Characterizing clinical symptoms and evolution of community-based SARS Co-V-2 infections can inform health practitioners and public health officials in a rapidly changing landscape of population immunity and viral variants.

Objective

To characterize COVID-19 symptoms during the Omicron period compared to pre-Delta and Delta variant periods and assess the duration of COVID-19 BinaxNOW rapid antigen test positivity during the Omicron variant surge.

Design, Setting, and Participants

This public health surveillance study was undertaken between January 2021-January 2022, at a walk-up community COVID-19 testing site in San Francisco, California. Testing with BinaxNOW rapid antigen tests was available regardless of age, vaccine status, or symptoms throughout.

Main Outcomes and Measures

We characterized the prevalence of specific symptoms for people with a positive BinaxNOW test during the Omicron period and compared it to the pre-Delta and Delta periods. During the Omicron period, we examined differences in symptoms by age and vaccine status. Among people returning for repeat testing during Omicron period, we estimated the proportion with a positive BinaxNOW antigen test between 4-14 days from symptom onset or since first positive test if asymptomatic.

Results

Of 63,277 persons tested, 18,301 (30%) reported symptoms and 4,568 (25%) tested positive for COVID-19. During the Omicron period, 41.6% (3032/7283) of symptomatic testers tested positive, and the proportion reporting cough (67.4%) and sore throat (43.4%) was higher than during Delta and pre-Delta periods. Congestion was higher during Omicron (38.8%) than during the pre-Delta period and loss of taste/smell (5.3%) and fever (30.4%) were less common.

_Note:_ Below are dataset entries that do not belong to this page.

use serde::{Deserialize, Serialize};
use std::fmt;

use crate::model::{Element, Relationship};

#[derive(Debug, Clone, Copy, Serialize, Deserialize, PartialEq, Eq, schemars::JsonSchema)]
pub enum Shape {
    Box,
    RoundedBox,
    Circle,
    Ellipse,
    Hexagon,
    Cylinder,
    Pipe,
    Person,
    Robot,
    Folder,
    WebBrowser,
    MobileDevicePortrait,
    Component,
}

impl fmt::Display for Shape {
    fn fmt(&self, f: &mut fmt::Formatter<'_>) -> fmt::Result {
        write!(f, "{:?}", self)
    }
}

/// Visual attributes applied to every element carrying `tag`.
/// Unset fields leave whatever an earlier rule (or the default) chose.
#[derive(Debug, Clone, Serialize, Deserialize, PartialEq, schemars::JsonSchema)]
#[serde(rename_all = "camelCase")]
pub struct ElementStyle {
    pub tag: String,
    #[serde(skip_serializing_if = "Option::is_none")]
    pub background: Option<String>,
    #[serde(skip_serializing_if = "Option::is_none")]
    pub color: Option<String>,
    #[serde(skip_serializing_if = "Option::is_none")]
    pub shape: Option<Shape>,
    #[serde(skip_serializing_if = "Option::is_none")]
    pub font_size: Option<u32>,
}

impl ElementStyle {
    fn new(tag: &str) -> Self {
        Self {
            tag: tag.to_string(),
            background: None,
            color: None,
            shape: None,
            font_size: None,
        }
    }

    pub fn background(&mut self, hex: &str) -> &mut Self {
        self.background = Some(hex.to_string());
        self
    }

    pub fn color(&mut self, hex: &str) -> &mut Self {
        self.color = Some(hex.to_string());
        self
    }

    pub fn shape(&mut self, shape: Shape) -> &mut Self {
        self.shape = Some(shape);
        self
    }

    pub fn font_size(&mut self, size: u32) -> &mut Self {
        self.font_size = Some(size);
        self
    }
}

#[derive(Debug, Clone, Serialize, Deserialize, PartialEq, schemars::JsonSchema)]
#[serde(rename_all = "camelCase")]
pub struct RelationshipStyle {
    pub tag: String,
    #[serde(skip_serializing_if = "Option::is_none")]
    pub thickness: Option<u32>,
    #[serde(skip_serializing_if = "Option::is_none")]
    pub color: Option<String>,
    #[serde(skip_serializing_if = "Option::is_none")]
    pub font_size: Option<u32>,
    #[serde(skip_serializing_if = "Option::is_none")]
    pub dashed: Option<bool>,
}

impl RelationshipStyle {
    fn new(tag: &str) -> Self {
        Self {
            tag: tag.to_string(),
            thickness: None,
            color: None,
            font_size: None,
            dashed: None,
        }
    }

    pub fn thickness(&mut self, thickness: u32) -> &mut Self {
        self.thickness = Some(thickness);
        self
    }

    pub fn color(&mut self, hex: &str) -> &mut Self {
        self.color = Some(hex.to_string());
        self
    }

    pub fn font_size(&mut self, size: u32) -> &mut Self {
        self.font_size = Some(size);
        self
    }

    pub fn dashed(&mut self, dashed: bool) -> &mut Self {
        self.dashed = Some(dashed);
        self
    }
}

/// The style an element actually renders with.
#[derive(Debug, Clone, PartialEq)]
pub struct ResolvedElementStyle {
    pub background: String,
    pub color: String,
    pub shape: Shape,
    pub font_size: u32,
}

impl Default for ResolvedElementStyle {
    fn default() -> Self {
        Self {
            background: "#dddddd".to_string(),
            color: "#000000".to_string(),
            shape: Shape::Box,
            font_size: 24,
        }
    }
}

#[derive(Debug, Clone, PartialEq)]
pub struct ResolvedRelationshipStyle {
    pub thickness: u32,
    pub color: String,
    pub font_size: u32,
    pub dashed: bool,
}

impl Default for ResolvedRelationshipStyle {
    fn default() -> Self {
        Self {
            thickness: 2,
            color: "#707070".to_string(),
            font_size: 24,
            dashed: true,
        }
    }
}

#[derive(Debug, Clone, Default, Serialize, Deserialize, schemars::JsonSchema)]
pub struct Styles {
    #[serde(default)]
    elements: Vec<ElementStyle>,
    #[serde(default)]
    relationships: Vec<RelationshipStyle>,
}

impl Styles {
    pub fn add_element_style(&mut self, tag: &str) -> &mut ElementStyle {
        self.elements.push(ElementStyle::new(tag));
        let last = self.elements.len() - 1;
        &mut self.elements[last]
    }

    pub fn add_relationship_style(&mut self, tag: &str) -> &mut RelationshipStyle {
        self.relationships.push(RelationshipStyle::new(tag));
        let last = self.relationships.len() - 1;
        &mut self.relationships[last]
    }

    pub fn element_styles(&self) -> &[ElementStyle] {
        &self.elements
    }

    pub fn relationship_styles(&self) -> &[RelationshipStyle] {
        &self.relationships
    }

    /// Apply every rule whose tag the element carries, in registration order.
    pub fn resolve_element(&self, element: &Element) -> ResolvedElementStyle {
        let mut resolved = ResolvedElementStyle::default();
        for style in self.elements.iter().filter(|s| element.has_tag(&s.tag)) {
            if let Some(background) = &style.background {
                resolved.background = background.clone();
            }
            if let Some(color) = &style.color {
                resolved.color = color.clone();
            }
            if let Some(shape) = style.shape {
                resolved.shape = shape;
            }
            if let Some(size) = style.font_size {
                resolved.font_size = size;
            }
        }
        resolved
    }

    pub fn resolve_relationship(&self, relationship: &Relationship) -> ResolvedRelationshipStyle {
        let mut resolved = ResolvedRelationshipStyle::default();
        for style in self
            .relationships
            .iter()
            .filter(|s| relationship.has_tag(&s.tag))
        {
            if let Some(thickness) = style.thickness {
                resolved.thickness = thickness;
            }
            if let Some(color) = &style.color {
                resolved.color = color.clone();
            }
            if let Some(size) = style.font_size {
                resolved.font_size = size;
            }
            if let Some(dashed) = style.dashed {
                resolved.dashed = dashed;
            }
        }
        resolved
    }
}
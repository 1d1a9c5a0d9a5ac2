//! Export settings, read from `~/.c4shop/settings.json`.

use serde::{Deserialize, Serialize};
use std::fmt;
use std::fs;
use std::path::{Path, PathBuf};
use std::str::FromStr;

use crate::error::StorageError;
use crate::storage::workspaces_dir;

#[derive(Debug, Clone, Copy, Serialize, Deserialize, PartialEq, Eq)]
#[serde(rename_all = "lowercase")]
pub enum ExportFormat {
    Json,
    Dsl,
}

impl ExportFormat {
    pub fn extension(self) -> &'static str {
        match self {
            ExportFormat::Json => "json",
            ExportFormat::Dsl => "dsl",
        }
    }
}

impl fmt::Display for ExportFormat {
    fn fmt(&self, f: &mut fmt::Formatter<'_>) -> fmt::Result {
        f.write_str(self.extension())
    }
}

impl FromStr for ExportFormat {
    type Err = String;

    fn from_str(s: &str) -> Result<Self, Self::Err> {
        match s.to_ascii_lowercase().as_str() {
            "json" => Ok(ExportFormat::Json),
            "dsl" => Ok(ExportFormat::Dsl),
            other => Err(format!("unknown export format: {other} (expected json or dsl)")),
        }
    }
}

#[derive(Debug, Clone, Serialize, Deserialize, PartialEq)]
#[serde(rename_all = "camelCase")]
pub struct ExportSettings {
    /// Where exported documents go. Defaults to `~/.c4shop`.
    #[serde(default, skip_serializing_if = "Option::is_none")]
    pub output_dir: Option<PathBuf>,
    #[serde(default = "default_formats")]
    pub formats: Vec<ExportFormat>,
    #[serde(default = "default_pretty")]
    pub pretty: bool,
}

fn default_formats() -> Vec<ExportFormat> {
    vec![ExportFormat::Json, ExportFormat::Dsl]
}

fn default_pretty() -> bool {
    true
}

impl Default for ExportSettings {
    fn default() -> Self {
        Self {
            output_dir: None,
            formats: default_formats(),
            pretty: default_pretty(),
        }
    }
}

impl ExportSettings {
    pub fn output_dir(&self) -> PathBuf {
        self.output_dir.clone().unwrap_or_else(workspaces_dir)
    }
}

pub fn settings_path() -> PathBuf {
    workspaces_dir().join("settings.json")
}

pub fn read_settings() -> ExportSettings {
    read_settings_from(&settings_path())
}

/// Missing file means defaults. So does a broken one, after a warning.
pub fn read_settings_from(path: &Path) -> ExportSettings {
    if !path.exists() {
        return ExportSettings::default();
    }
    let parsed = fs::read_to_string(path)
        .map_err(StorageError::from)
        .and_then(|s| serde_json::from_str(&s).map_err(StorageError::from));
    match parsed {
        Ok(settings) => settings,
        Err(e) => {
            tracing::warn!(path = %path.display(), error = %e, "ignoring unreadable settings");
            ExportSettings::default()
        }
    }
}

pub fn write_settings_to(path: &Path, settings: &ExportSettings) -> Result<(), StorageError> {
    if let Some(dir) = path.parent() {
        fs::create_dir_all(dir)?;
    }
    let json = serde_json::to_string_pretty(settings)?;
    fs::write(path, json)?;
    Ok(())
}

Fevers and myalgias were less common among persons who had received boosters compared to unvaccinated people or those who received the primary series. Five days after symptom onset, 31.1% of people with COVID-19 stated their symptoms were similar or worsening. An estimated 80.2% of symptomatic re-testers remained positive five days after symptom onset and 60.5% after ten days.

Conclusions and Relevance

COVID-19 upper respiratory tract symptoms were more commonly reported during the Omicron period compared to pre-Delta and Delta periods, with differences by vaccination status. Antigen test positivity remained high after 5 days, supporting guidelines requiring a negative test to shorten the isolation period.

Key points

Question

During the Omicron period, are there differences in COVID-19 symptomatology compared to the pre-Delta and Delta periods and how long do rapid antigen tests remain positive?

Findings

In this community-based surveillance study we detected differences in symptomatology between the Omicron period and prior variant-periods, and by age and vaccination status. Five days after symptom onset, 80% remained positive with a BinaxNOW test.

Meaning

During the Omicron period, differences in symptomatology may be due to rising population immunity and a new variant. BinaxNOW positivity remained high among re-testers, which supports guidelines that use rapid tests to shorten the isolation period.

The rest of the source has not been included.